▸ **How to complete this task**
What is needed is every line, exactly as given, from the line containing "Ok(items.clone())" through the end of the data below.

───── Data extracts

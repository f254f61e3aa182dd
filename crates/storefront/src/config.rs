//! Storefront configuration loaded from environment variables.
//!
//! # Environment Variables
//!
//! ## Required
//! - `CATALOG_API_URL` - Base URL of the catalog REST API providing
//!   `/products/{id}` and `/stock/{id}`
//!
//! ## Optional
//! - `STOREFRONT_HOST` - Bind address (default: 127.0.0.1)
//! - `STOREFRONT_PORT` - Listen port (default: 3000)
//! - `CART_STORAGE_DIR` - Directory for the persisted cart (default: data)
//! - `SENTRY_DSN` - Sentry error tracking DSN

use std::net::{IpAddr, SocketAddr};
use std::path::PathBuf;

use thiserror::Error;

/// Configuration errors that can occur during loading.
#[derive(Debug, Error)]
pub enum ConfigError {
    #[error("Missing environment variable: {0}")]
    MissingEnvVar(String),
    #[error("Invalid environment variable {0}: {1}")]
    InvalidEnvVar(String, String),
}

/// Storefront application configuration.
#[derive(Debug, Clone)]
pub struct StorefrontConfig {
    /// Base URL of the catalog REST API
    pub catalog_url: String,
    /// IP address to bind the server to
    pub host: IpAddr,
    /// Port to listen on
    pub port: u16,
    /// Directory holding the persisted cart snapshot
    pub storage_dir: PathBuf,
    /// Sentry DSN for error tracking
    pub sentry_dsn: Option<String>,
}

impl StorefrontConfig {
    /// Load configuration from environment variables.
    ///
    /// Calls `dotenvy::dotenv()` to load from `.env` file if present.
    ///
    /// # Errors
    ///
    /// Returns `ConfigError` if required variables are missing or invalid.
    pub fn from_env() -> Result<Self, ConfigError> {
        // Load .env file if present (ignore errors if not found)
        let _ = dotenvy::dotenv();

        let catalog_url = get_required_env("CATALOG_API_URL")?;
        let host = get_env_or_default("STOREFRONT_HOST", "127.0.0.1")
            .parse::<IpAddr>()
            .map_err(|e| {
                ConfigError::InvalidEnvVar("STOREFRONT_HOST".to_string(), e.to_string())
            })?;
        let port = get_env_or_default("STOREFRONT_PORT", "3000")
            .parse::<u16>()
            .map_err(|e| {
                ConfigError::InvalidEnvVar("STOREFRONT_PORT".to_string(), e.to_string())
            })?;
        let storage_dir = PathBuf::from(get_env_or_default("CART_STORAGE_DIR", "data"));
        let sentry_dsn = get_optional_env("SENTRY_DSN");

        Ok(Self {
            catalog_url,
            host,
            port,
            storage_dir,
            sentry_dsn,
        })
    }

    /// Returns the socket address for binding the server.
    #[must_use]
    pub const fn socket_addr(&self) -> SocketAddr {
        SocketAddr::new(self.host, self.port)
    }
}

// =============================================================================
// Helper Functions
// =============================================================================

/// Get a required environment variable.
fn get_required_env(key: &str) -> Result<String, ConfigError> {
    std::env::var(key).map_err(|_| ConfigError::MissingEnvVar(key.to_string()))
}

/// Get an optional environment variable.
fn get_optional_env(key: &str) -> Option<String> {
    std::env::var(key).ok()
}

/// Get an environment variable with a default value.
fn get_env_or_default(key: &str, default: &str) -> String {
    std::env::var(key).unwrap_or_else(|_| default.to_string())
}

#[cfg(test)]
#[allow(clippy::unwrap_used)]
mod tests {
    use super::*;

    #[test]
    fn test_socket_addr() {
        let config = StorefrontConfig {
            catalog_url: "http://localhost:3333".to_string(),
            host: "127.0.0.1".parse().unwrap(),
            port: 3000,
            storage_dir: PathBuf::from("data"),
            sentry_dsn: None,
        };

        let addr = config.socket_addr();
        assert_eq!(addr.ip().to_string(), "127.0.0.1");
        assert_eq!(addr.port(), 3000);
    }

    #[test]
    fn test_missing_env_var_error_message() {
        let err = ConfigError::MissingEnvVar("CATALOG_API_URL".to_string());
        assert_eq!(
            err.to_string(),
            "Missing environment variable: CATALOG_API_URL"
        );
    }

    #[test]
    fn test_invalid_env_var_error_message() {
        let err = ConfigError::InvalidEnvVar("STOREFRONT_PORT".to_string(), "bad".to_string());
        assert_eq!(
            err.to_string(),
            "Invalid environment variable STOREFRONT_PORT: bad"
        );
    }
}
//! HTTP route handlers for the storefront.
//!
//! # Route Structure
//!
//! ```text
//! GET  /                       - Redirect to the cart page
//! GET  /health                 - Health check (registered in main)
//!
//! # Cart (HTMX fragments)
//! GET  /cart                   - Cart page
//! POST /cart/add               - Add product (returns count fragment)
//! POST /cart/update            - Set quantity (returns cart_items fragment)
//! POST /cart/remove            - Remove item (returns cart_items fragment)
//! GET  /cart/count             - Cart count badge (fragment)
//! ```

pub mod cart;

use axum::{
    Router,
    response::Redirect,
    routing::{get, post},
};

use crate::state::AppState;

/// Create the cart routes router.
pub fn cart_routes() -> Router<AppState> {
    Router::new()
        .route("/", get(cart::show))
        .route("/add", post(cart::add))
        .route("/update", post(cart::update))
        .route("/remove", post(cart::remove))
        .route("/count", get(cart::count))
}

/// The storefront has a single page; the root redirects to it.
async fn index() -> Redirect {
    Redirect::to("/cart")
}

/// Create all routes for the storefront.
pub fn routes() -> Router<AppState> {
    Router::new()
        .route("/", get(index))
        .nest("/cart", cart_routes())
}
//! Wire types for the catalog REST API.

use rust_decimal::Decimal;
use serde::Deserialize;

use shoebox_core::ProductId;

/// Product metadata as returned by `GET /products/{id}`.
///
/// Immutable once fetched; the catalog sends `price` as a JSON number.
#[derive(Debug, Clone, PartialEq, Deserialize)]
pub struct Product {
    pub id: ProductId,
    pub title: String,
    #[serde(with = "rust_decimal::serde::float")]
    pub price: Decimal,
    pub image: String,
}

/// Available-quantity snapshot as returned by `GET /stock/{id}`.
///
/// Fetched fresh for every mutating cart operation - never cached, so
/// stock checks always see the catalog's current count.
#[derive(Debug, Clone, Copy, PartialEq, Eq, Deserialize)]
pub struct StockInfo {
    pub amount: u32,
}

#[cfg(test)]
#[allow(clippy::unwrap_used)]
mod tests {
    use super::*;

    #[test]
    fn test_product_deserializes_numeric_price() {
        let json = r#"{"id":1,"title":"Sneaker","price":179.9,"image":"https://cdn.example.com/1.jpg"}"#;
        let product: Product = serde_json::from_str(json).unwrap();
        assert_eq!(product.id, ProductId::new(1));
        assert_eq!(product.title, "Sneaker");
        assert_eq!(product.price, "179.9".parse().unwrap());
    }

    #[test]
    fn test_stock_info_ignores_extra_fields() {
        // json-server style backends echo the id alongside the amount
        let stock: StockInfo = serde_json::from_str(r#"{"id":1,"amount":5}"#).unwrap();
        assert_eq!(stock.amount, 5);
    }
}
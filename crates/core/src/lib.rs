//! Shoebox Core - Shared types library.
//!
//! This crate provides common types used across Shoebox components:
//! - `storefront` - Public-facing cart demo site
//! - `integration-tests` - End-to-end tests
//!
//! # Architecture
//!
//! The core crate contains only types - no I/O, no HTTP clients. This
//! keeps it lightweight and allows it to be used anywhere.
//!
//! # Modules
//!
//! - [`types`] - Newtype wrappers for type-safe IDs and prices

#![cfg_attr(not(test), forbid(unsafe_code))]

pub mod types;

pub use types::*;
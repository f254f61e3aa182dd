//! Catalog REST API client.
//!
//! # Architecture
//!
//! - The catalog is the source of truth for products and stock - NO local
//!   sync, direct API calls
//! - Lookups are deliberately uncached: every mutating cart operation
//!   re-fetches the stock snapshot so availability checks are fresh
//!
//! # Endpoints
//!
//! - `GET /products/{id}` - product metadata (id, title, price, image)
//! - `GET /stock/{id}` - available quantity snapshot
//!
//! # Example
//!
//! ```rust,ignore
//! use shoebox_storefront::catalog::{Catalog, CatalogClient};
//!
//! let client = CatalogClient::new(&config.catalog_url);
//! let stock = client.get_stock(ProductId::new(1)).await?;
//! let product = client.get_product(ProductId::new(1)).await?;
//! ```

pub mod types;

pub use types::{Product, StockInfo};

use std::sync::Arc;

use async_trait::async_trait;
use serde::de::DeserializeOwned;
use thiserror::Error;
use tracing::instrument;

use shoebox_core::ProductId;

/// Errors that can occur when talking to the catalog API.
#[derive(Debug, Error)]
pub enum CatalogError {
    /// HTTP request failed.
    #[error("HTTP error: {0}")]
    Http(#[from] reqwest::Error),

    /// Resource not found.
    #[error("Not found: {0}")]
    NotFound(String),

    /// Catalog returned an unexpected status code.
    #[error("Unexpected status: {0}")]
    Status(reqwest::StatusCode),

    /// JSON parsing failed.
    #[error("JSON parse error: {0}")]
    Parse(#[from] serde_json::Error),
}

/// Fetch-by-id capability over the catalog.
///
/// The cart service depends on this seam rather than on the concrete
/// HTTP client, so tests can substitute fixture data.
#[async_trait]
pub trait Catalog: Send + Sync {
    /// Fetch product metadata.
    async fn get_product(&self, id: ProductId) -> Result<Product, CatalogError>;

    /// Fetch the current stock snapshot for a product.
    async fn get_stock(&self, id: ProductId) -> Result<StockInfo, CatalogError>;
}

/// Client for the catalog REST API.
#[derive(Clone)]
pub struct CatalogClient {
    inner: Arc<CatalogClientInner>,
}

struct CatalogClientInner {
    client: reqwest::Client,
    base_url: String,
}

impl CatalogClient {
    /// Create a new catalog client for the given base URL.
    #[must_use]
    pub fn new(base_url: &str) -> Self {
        Self {
            inner: Arc::new(CatalogClientInner {
                client: reqwest::Client::new(),
                base_url: base_url.trim_end_matches('/').to_string(),
            }),
        }
    }

    /// Execute a GET request and deserialize the JSON response.
    async fn get_json<T: DeserializeOwned>(&self, path: &str) -> Result<T, CatalogError> {
        let url = format!("{}/{path}", self.inner.base_url);

        let response = self.inner.client.get(&url).send().await?;
        let status = response.status();

        if status == reqwest::StatusCode::NOT_FOUND {
            return Err(CatalogError::NotFound(path.to_string()));
        }

        // Get response body as text first for better error diagnostics
        let response_text = response.text().await?;

        if !status.is_success() {
            tracing::error!(
                status = %status,
                path = %path,
                body = %response_text.chars().take(200).collect::<String>(),
                "Catalog API returned non-success status"
            );
            return Err(CatalogError::Status(status));
        }

        serde_json::from_str(&response_text).map_err(|e| {
            tracing::error!(
                error = %e,
                path = %path,
                body = %response_text.chars().take(200).collect::<String>(),
                "Failed to parse catalog response"
            );
            CatalogError::Parse(e)
        })
    }
}

#[async_trait]
impl Catalog for CatalogClient {
    #[instrument(skip(self), fields(product_id = %id))]
    async fn get_product(&self, id: ProductId) -> Result<Product, CatalogError> {
        self.get_json(&format!("products/{id}")).await
    }

    #[instrument(skip(self), fields(product_id = %id))]
    async fn get_stock(&self, id: ProductId) -> Result<StockInfo, CatalogError> {
        self.get_json(&format!("stock/{id}")).await
    }
}

#[cfg(test)]
mod tests {
    use super::*;

    #[test]
    fn test_base_url_trailing_slash_is_trimmed() {
        let client = CatalogClient::new("http://localhost:3333/");
        assert_eq!(client.inner.base_url, "http://localhost:3333");
    }

    #[test]
    fn test_error_display() {
        let err = CatalogError::NotFound("products/9".to_string());
        assert_eq!(err.to_string(), "Not found: products/9");

        let err = CatalogError::Status(reqwest::StatusCode::INTERNAL_SERVER_ERROR);
        assert_eq!(err.to_string(), "Unexpected status: 500 Internal Server Error");
    }
}
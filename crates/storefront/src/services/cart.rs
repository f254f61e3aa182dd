//! Cart service: the single owner of the cart state.
//!
//! Every mutation follows the same shape: validate against a fresh stock
//! snapshot, build the next item list, persist it, and only then replace
//! the in-memory list. A failure at any step leaves the cart exactly as
//! it was and surfaces one user-facing message through the notifier.
//!
//! Operations hold the cart mutex for their full duration, so concurrent
//! mutations (e.g., rapid double-clicks) serialise instead of racing.

use tokio::sync::Mutex;
use tracing::instrument;

use shoebox_core::ProductId;

use crate::catalog::{Catalog, CatalogError};
use crate::models::CartItem;
use crate::models::cart::codec;
use crate::notify::Notifier;
use crate::storage::{CART_KEY, CartStorage, StorageError};

/// User-facing message for a requested quantity above available stock.
pub const MSG_OUT_OF_STOCK: &str = "requested quantity unavailable";
/// User-facing message for a failed add operation.
pub const MSG_ADD_FAILED: &str = "failed to add product";
/// User-facing message for a failed remove operation.
pub const MSG_REMOVE_FAILED: &str = "failed to remove product";
/// User-facing message for a failed quantity change.
pub const MSG_UPDATE_FAILED: &str = "failed to change quantity";

/// Errors raised by cart operations.
///
/// These never escape as a crash: the service reports the user-facing
/// message before returning, and the route layer renders the error as a
/// toast while the cart stays unchanged.
#[derive(Debug, thiserror::Error)]
pub enum CartError {
    /// Requested quantity exceeds the current stock snapshot.
    #[error("requested quantity exceeds available stock")]
    OutOfStock,

    /// Requested amount is below 1 (items are removed, not zeroed).
    #[error("amount must be at least 1")]
    InvalidAmount,

    /// No cart item exists for this product.
    #[error("product {0} is not in the cart")]
    NotFound(ProductId),

    /// Catalog lookup failed while adding a product.
    #[error("add lookup failed: {0}")]
    AddFailed(#[source] CatalogError),

    /// Stock lookup failed while changing a quantity.
    #[error("stock lookup failed: {0}")]
    UpdateFailed(#[source] CatalogError),

    /// The new cart snapshot could not be persisted.
    #[error("cart persistence failed: {0}")]
    Storage(#[from] StorageError),
}

/// Shopping cart state manager.
///
/// Generic over the catalog, storage, and notification seams so tests
/// can substitute fixtures for all three collaborators.
pub struct CartService<C, S, N> {
    catalog: C,
    storage: S,
    notifier: N,
    items: Mutex<Vec<CartItem>>,
}

impl<C, S, N> CartService<C, S, N>
where
    C: Catalog,
    S: CartStorage,
    N: Notifier,
{
    /// Create the service, restoring the cart from storage.
    ///
    /// An absent or malformed snapshot yields an empty cart.
    pub fn new(catalog: C, storage: S, notifier: N) -> Self {
        let items = codec::decode(storage.load(CART_KEY).as_deref());
        Self {
            catalog,
            storage,
            notifier,
            items: Mutex::new(items),
        }
    }

    /// Snapshot of the current cart, in insertion order.
    pub async fn items(&self) -> Vec<CartItem> {
        self.items.lock().await.clone()
    }

    /// Add one unit of a product to the cart.
    ///
    /// Fetches the current stock snapshot and the product metadata, then
    /// either increments the existing line (if stock allows) or appends
    /// a new line with amount 1.
    ///
    /// # Errors
    ///
    /// - [`CartError::OutOfStock`] if the line is already at the stock ceiling
    /// - [`CartError::AddFailed`] if either lookup fails
    /// - [`CartError::Storage`] if the new snapshot cannot be persisted
    #[instrument(skip(self), fields(product_id = %product_id))]
    pub async fn add_product(&self, product_id: ProductId) -> Result<Vec<CartItem>, CartError> {
        let mut items = self.items.lock().await;

        let stock = match self.catalog.get_stock(product_id).await {
            Ok(stock) => stock,
            Err(e) => return Err(self.fail(MSG_ADD_FAILED, CartError::AddFailed(e))),
        };
        let product = match self.catalog.get_product(product_id).await {
            Ok(product) => product,
            Err(e) => return Err(self.fail(MSG_ADD_FAILED, CartError::AddFailed(e))),
        };

        let mut next = items.clone();
        if let Some(item) = next.iter_mut().find(|item| item.id == product_id) {
            if item.amount >= stock.amount {
                return Err(self.fail(MSG_OUT_OF_STOCK, CartError::OutOfStock));
            }
            item.amount += 1;
        } else {
            next.push(CartItem::from(product));
        }

        self.commit(&mut items, next, MSG_ADD_FAILED)
    }

    /// Remove a product's line from the cart.
    ///
    /// # Errors
    ///
    /// - [`CartError::NotFound`] if no line exists for this product
    /// - [`CartError::Storage`] if the new snapshot cannot be persisted
    #[instrument(skip(self), fields(product_id = %product_id))]
    pub async fn remove_product(&self, product_id: ProductId) -> Result<Vec<CartItem>, CartError> {
        let mut items = self.items.lock().await;

        if !items.iter().any(|item| item.id == product_id) {
            return Err(self.fail(MSG_REMOVE_FAILED, CartError::NotFound(product_id)));
        }

        let next: Vec<CartItem> = items
            .iter()
            .filter(|item| item.id != product_id)
            .cloned()
            .collect();

        self.commit(&mut items, next, MSG_REMOVE_FAILED)
    }

    /// Set a product's quantity to an exact amount.
    ///
    /// The amount must be at least 1 and within the current stock
    /// snapshot; the line must already exist.
    ///
    /// # Errors
    ///
    /// - [`CartError::InvalidAmount`] if `amount < 1`
    /// - [`CartError::UpdateFailed`] if the stock lookup fails
    /// - [`CartError::OutOfStock`] if `amount` exceeds available stock
    /// - [`CartError::NotFound`] if no line exists for this product
    /// - [`CartError::Storage`] if the new snapshot cannot be persisted
    #[instrument(skip(self), fields(product_id = %product_id, amount = amount))]
    pub async fn update_product_amount(
        &self,
        product_id: ProductId,
        amount: i64,
    ) -> Result<Vec<CartItem>, CartError> {
        if amount < 1 {
            return Err(self.fail(MSG_UPDATE_FAILED, CartError::InvalidAmount));
        }

        let mut items = self.items.lock().await;

        let stock = match self.catalog.get_stock(product_id).await {
            Ok(stock) => stock,
            Err(e) => return Err(self.fail(MSG_UPDATE_FAILED, CartError::UpdateFailed(e))),
        };

        let requested = match u32::try_from(amount) {
            Ok(requested) if requested <= stock.amount => requested,
            _ => return Err(self.fail(MSG_OUT_OF_STOCK, CartError::OutOfStock)),
        };

        let mut next = items.clone();
        let Some(item) = next.iter_mut().find(|item| item.id == product_id) else {
            return Err(self.fail(MSG_UPDATE_FAILED, CartError::NotFound(product_id)));
        };
        item.amount = requested;

        self.commit(&mut items, next, MSG_UPDATE_FAILED)
    }

    /// Report a user-facing message and pass the error through.
    fn fail(&self, message: &'static str, err: CartError) -> CartError {
        self.notifier.report(message);
        err
    }

    /// Persist `next` and make it the current state.
    ///
    /// The in-memory list is only replaced once the snapshot is on disk,
    /// so a storage failure is a no-op on the observable cart.
    fn commit(
        &self,
        items: &mut Vec<CartItem>,
        next: Vec<CartItem>,
        failure_message: &'static str,
    ) -> Result<Vec<CartItem>, CartError> {
        match self.persist(&next) {
            Ok(()) => {
                *items = next;
                Ok(items.clone())
            }
            Err(e) => Err(self.fail(failure_message, CartError::Storage(e))),
        }
    }

    fn persist(&self, items: &[CartItem]) -> Result<(), StorageError> {
        let encoded = codec::encode(items)?;
        self.storage.save(CART_KEY, &encoded)
    }
}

──────────

▸ **Completed exercise**
                Ok(items.clone())
            }
            Err(e) => Err(self.fail(failure_message, CartError::Storage(e))),
        }
    }

    fn persist(&self, items: &[CartItem]) -> Result<(), StorageError> {
        let encoded = codec::encode(items)?;
        self.storage.save(CART_KEY, &encoded)
    }
}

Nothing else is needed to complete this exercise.